L’apparente calma nel governo è durata poco. Mentre l’Italia si trova ancora ad affrontare la terza ondata di Coronavirus e mentre ancora si contano circa 400 decessi al giorno, Matteo Salvini ha deciso di minacciare il governo, di cui la Lega fa parte, sulle aperture: “È impensabile tenere chiusa l’Italia anche per tutto il mese di aprile”, ha dichiarato. “Qualunque proposta in Consiglio dei ministri e in Parlamento avrà l’ok della Lega solo se prevederà un graduale e sicuro ritorno alla vita”. Il leader del Carroccio si è quindi appellato “al buonsenso” del premier, proprio mentre arrivava la notizia che almeno per un altro mese non ci saranno zone gialle.

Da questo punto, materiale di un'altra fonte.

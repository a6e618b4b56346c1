//! Storage layer for tt
//!
//! Manages persistent state under the project root:
//! - `.tt.toml` - Project configuration (tracked)
//! - `.tt/tasks.json` - The task document
//! - `.tt/backups/` - Timestamped pre-migration snapshots
//!
//! The store is the only place the core touches the filesystem. Document
//! writes are atomic (temp file + rename) so readers never observe a
//! partial document.

use std::fs::{self, File};
use std::io::Write;
use std::path::{Path, PathBuf};

use serde::{de::DeserializeOwned, Serialize};
use serde_json::Value;

use crate::document::Document;
use crate::error::{Error, Result};

/// Name of the project-local state directory
pub const LOCAL_DIR: &str = ".tt";

/// Name of the configuration file at the project root
pub const CONFIG_FILE: &str = ".tt.toml";

/// Name of the task document inside `.tt/`
pub const TASKS_FILE: &str = "tasks.json";

/// Name of the backups directory inside `.tt/`
pub const BACKUPS_DIR: &str = "backups";

/// Storage manager for a tt project
#[derive(Debug, Clone)]
pub struct Store {
    /// Path to the project root (where `.tt/` lives)
    project_root: PathBuf,
}

impl Store {
    /// Create a store rooted at the given project directory.
    pub fn open(project_root: PathBuf) -> Self {
        Self { project_root }
    }

    /// Walk upward from `start` until a directory containing `.tt/` is
    /// found. Fails with `NotInitialized` when none exists.
    pub fn discover(start: &Path) -> Result<Self> {
        let mut current = Some(start);
        while let Some(dir) = current {
            if dir.join(LOCAL_DIR).is_dir() {
                return Ok(Self::open(dir.to_path_buf()));
            }
            current = dir.parent();
        }
        Err(Error::NotInitialized(start.to_path_buf()))
    }

    // =========================================================================
    // Path accessors
    // =========================================================================

    pub fn project_root(&self) -> &Path {
        &self.project_root
    }

    /// Path to the project-local `.tt/` directory
    pub fn local_dir(&self) -> PathBuf {
        self.project_root.join(LOCAL_DIR)
    }

    /// Path to the task document
    pub fn tasks_file(&self) -> PathBuf {
        self.local_dir().join(TASKS_FILE)
    }

    /// Path to the configuration file
    pub fn config_file(&self) -> PathBuf {
        self.project_root.join(CONFIG_FILE)
    }

    /// Path to the backups directory
    pub fn backups_dir(&self) -> PathBuf {
        self.local_dir().join(BACKUPS_DIR)
    }

    // =========================================================================
    // Initialization
    // =========================================================================

    /// Check if the project has been initialized
    pub fn is_initialized(&self) -> bool {
        self.local_dir().is_dir()
    }

    /// Create the `.tt/` directory structure and seed an empty document.
    /// Existing files are left alone.
    pub fn init(&self, project_name: &str) -> Result<bool> {
        fs::create_dir_all(self.local_dir())?;
        fs::create_dir_all(self.backups_dir())?;

        let tasks_file = self.tasks_file();
        if tasks_file.exists() {
            return Ok(false);
        }
        self.save(&Document::new(project_name))?;
        Ok(true)
    }

    // =========================================================================
    // Document load/save
    // =========================================================================

    /// Load the task document.
    ///
    /// A JSON object without a `tasks` array is rejected as
    /// `InvalidDocument` rather than a bare deserialization error.
    pub fn load(&self) -> Result<Document> {
        let path = self.tasks_file();
        let content = fs::read_to_string(&path)?;
        let value: Value = serde_json::from_str(&content)?;

        match value.get("tasks") {
            None => {
                return Err(Error::InvalidDocument(
                    "missing required 'tasks' collection".to_string(),
                ))
            }
            Some(tasks) if !tasks.is_array() => {
                return Err(Error::InvalidDocument(
                    "'tasks' must be an array".to_string(),
                ))
            }
            Some(_) => {}
        }

        let doc: Document = serde_json::from_value(value)?;
        doc.check_unique_roots()?;
        tracing::debug!(path = %path.display(), tasks = doc.tasks.len(), "loaded document");
        Ok(doc)
    }

    /// Save the task document atomically.
    pub fn save(&self, doc: &Document) -> Result<()> {
        let path = self.tasks_file();
        self.write_json(&path, doc)?;
        tracing::debug!(path = %path.display(), tasks = doc.tasks.len(), "saved document");
        Ok(())
    }

    // =========================================================================
    // File I/O helpers (atomic writes for safety)
    // =========================================================================

    /// Write JSON data atomically (write to temp, then rename)
    pub fn write_json<T: Serialize>(&self, path: &Path, data: &T) -> Result<()> {
        let json = serde_json::to_string_pretty(data)?;
        self.write_atomic(path, json.as_bytes())
    }

    /// Read JSON data from a file
    pub fn read_json<T: DeserializeOwned>(&self, path: &Path) -> Result<T> {
        let content = fs::read_to_string(path)?;
        let data: T = serde_json::from_str(&content)?;
        Ok(data)
    }

    /// Write data atomically using temp file + rename
    ///
    /// Readers never see partial writes; the file is either fully written
    /// or not at all.
    pub fn write_atomic(&self, path: &Path, data: &[u8]) -> Result<()> {
        if let Some(parent) = path.parent() {
            fs::create_dir_all(parent)?;
        }

        let temp_path = path.with_extension("tmp");

        let mut file = File::create(&temp_path)?;
        file.write_all(data)?;
        file.sync_all()?;

        fs::rename(&temp_path, path)?;

        Ok(())
    }

    /// File-level copy primitive used by backup/restore. Creates the
    /// destination's parent directory when needed.
    pub fn copy_file(&self, src: &Path, dst: &Path) -> Result<u64> {
        if let Some(parent) = dst.parent() {
            fs::create_dir_all(parent)?;
        }
        Ok(fs::copy(src, dst)?)
    }
}

// =============================================================================
// Utility functions
// =============================================================================

/// Ensure `.tt/` is in .gitignore if not already present
pub fn ensure_gitignore(project_root: &Path) -> std::io::Result<bool> {
    let gitignore_path = project_root.join(".gitignore");

    let existing = if gitignore_path.exists() {
        fs::read_to_string(&gitignore_path)?
    } else {
        String::new()
    };

    let already_ignored = existing.lines().any(|line| {
        let trimmed = line.trim();
        trimmed == ".tt" || trimmed == ".tt/" || trimmed == "/.tt" || trimmed == "/.tt/"
    });

    if already_ignored {
        return Ok(false);
    }

    let mut updated = existing;
    if !updated.is_empty() && !updated.ends_with('\n') {
        updated.push('\n');
    }
    updated.push_str(".tt/\n");
    fs::write(&gitignore_path, updated)?;
    Ok(true)
}

#[cfg(test)]
mod tests {
    use super::*;
    use tempfile::TempDir;

    #[test]
    fn store_paths() {
        let temp = TempDir::new().unwrap();
        let root = temp.path().to_path_buf();
        let store = Store::open(root.clone());

        assert_eq!(store.local_dir(), root.join(".tt"));
        assert_eq!(store.tasks_file(), root.join(".tt/tasks.json"));
        assert_eq!(store.config_file(), root.join(".tt.toml"));
        assert_eq!(store.backups_dir(), root.join(".tt/backups"));
    }

    #[test]
    fn init_seeds_empty_document() {
        let temp = TempDir::new().unwrap();
        let store = Store::open(temp.path().to_path_buf());

        assert!(!store.is_initialized());
        assert!(store.init("demo").unwrap());
        assert!(store.is_initialized());

        let doc = store.load().unwrap();
        assert_eq!(doc.meta.project_name, "demo");
        assert!(doc.tasks.is_empty());

        // Second init leaves the document alone.
        assert!(!store.init("other").unwrap());
        assert_eq!(store.load().unwrap().meta.project_name, "demo");
    }

    #[test]
    fn discover_walks_upward() {
        let temp = TempDir::new().unwrap();
        let root = temp.path().to_path_buf();
        Store::open(root.clone()).init("demo").unwrap();

        let nested = root.join("a/b");
        fs::create_dir_all(&nested).unwrap();

        let store = Store::discover(&nested).unwrap();
        assert_eq!(store.project_root(), root.as_path());
    }

    #[test]
    fn discover_without_project_fails() {
        let temp = TempDir::new().unwrap();
        let err = Store::discover(temp.path()).unwrap_err();
        assert!(matches!(err, Error::NotInitialized(_)));
    }

    #[test]
    fn save_load_round_trip() {
        let temp = TempDir::new().unwrap();
        let store = Store::open(temp.path().to_path_buf());
        store.init("demo").unwrap();

        let mut doc = store.load().unwrap();
        doc.push_task(crate::task::Task::from_draft(
            1,
            crate::task::TaskDraft::titled("first"),
        ))
        .unwrap();
        store.save(&doc).unwrap();

        let back = store.load().unwrap();
        assert_eq!(back.tasks.len(), 1);
        assert_eq!(back.tasks[0].title, "first");
    }

    #[test]
    fn load_rejects_missing_tasks_collection() {
        let temp = TempDir::new().unwrap();
        let store = Store::open(temp.path().to_path_buf());
        store.init("demo").unwrap();

        fs::write(store.tasks_file(), r#"{"meta":{}}"#).unwrap();
        assert!(matches!(
            store.load().unwrap_err(),
            Error::InvalidDocument(_)
        ));

        fs::write(store.tasks_file(), r#"{"tasks":{}}"#).unwrap();
        assert!(matches!(
            store.load().unwrap_err(),
            Error::InvalidDocument(_)
        ));
    }

    #[test]
    fn copy_file_creates_parent_dirs() {
        let temp = TempDir::new().unwrap();
        let store = Store::open(temp.path().to_path_buf());

        let src = temp.path().join("src.txt");
        fs::write(&src, "payload").unwrap();

        let dst = temp.path().join("deep/nested/dst.txt");
        store.copy_file(&src, &dst).unwrap();
        assert_eq!(fs::read_to_string(dst).unwrap(), "payload");
    }

    #[test]
    fn gitignore_not_duplicated() {
        let temp = TempDir::new().unwrap();

        assert!(ensure_gitignore(temp.path()).unwrap());
        assert!(!ensure_gitignore(temp.path()).unwrap());

        let content = fs::read_to_string(temp.path().join(".gitignore")).unwrap();
        assert_eq!(content.matches(".tt/").count(), 1);
    }
}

Ma a rispondergli è stato lo stesso premier Mario Draghi poco dopo: durante la conferenza stampa organizzata nel pomeriggio, ha spiegato a Salvini che la decisione viene fatta sulla base di contagi e andamento della pandemia. “Le chiusure sono pensabili o impensabili solo in base ai dati che vediamo”, ha detto. “Le misure hanno dimostrato nel corso di un anno e mezzo di non essere campate per aria. È desiderabile riaprire, la decisione se farlo o meno dipende dai dati”. Quindi, il presidente del Consiglio ha aggiunto che sulle restrizioni “faremo un decreto sulla base di dati disponibili oggi, ma continueremo a seguire questi dati settimana per settimana”. E ha garantito: “Se cambiano i dati non escludo cambiamenti in corsa”. Per il momento, ha continuato ancora Draghi, l’unico piano di riapertura riguarda le classi: “Le scuole riaprono fino alla prima media, il ministro Bianchi sta lavorando perché avvenga in modo ordinato. La volontà complessiva era che, se ci fosse stato uno spazio, lo avremmo utilizzato per le scuole fino alla prima media”. Questo perché, ha detto, “le evidenze scientifiche mostrano che le scuole sono un punto di contagio molto limitato solo in presenza delle altre restrizioni“.
Salvini era già stato ripreso da Draghi il 23 febbraio scorso e proprio sui suoi proclami pubblici per le riaperture. Era la fase appena precedente all’impennata dei contagi in Italia a causa soprattutto della variante inglese e la Lega si faceva portavoce di chi voleva allentare le misure. A quel punto il premier decise di convocare il leader del Carroccio a Palazzo Chigi e, stando alle ricostruzioni, gli chiese esplicitamente di “abbassare i toni” in un momento così delicato per il Paese. Poco prima ad andare dietro al leghista era stato anche il presidente dem dell’Emilia-Romagna Stefano Bonaccini, facendosi portavoce del desiderio di riaperture a “determinate condizioni”. Un’uscita quantomeno infelice: poco dopo la sua Regione sarebbe stata proclamata zona rossa.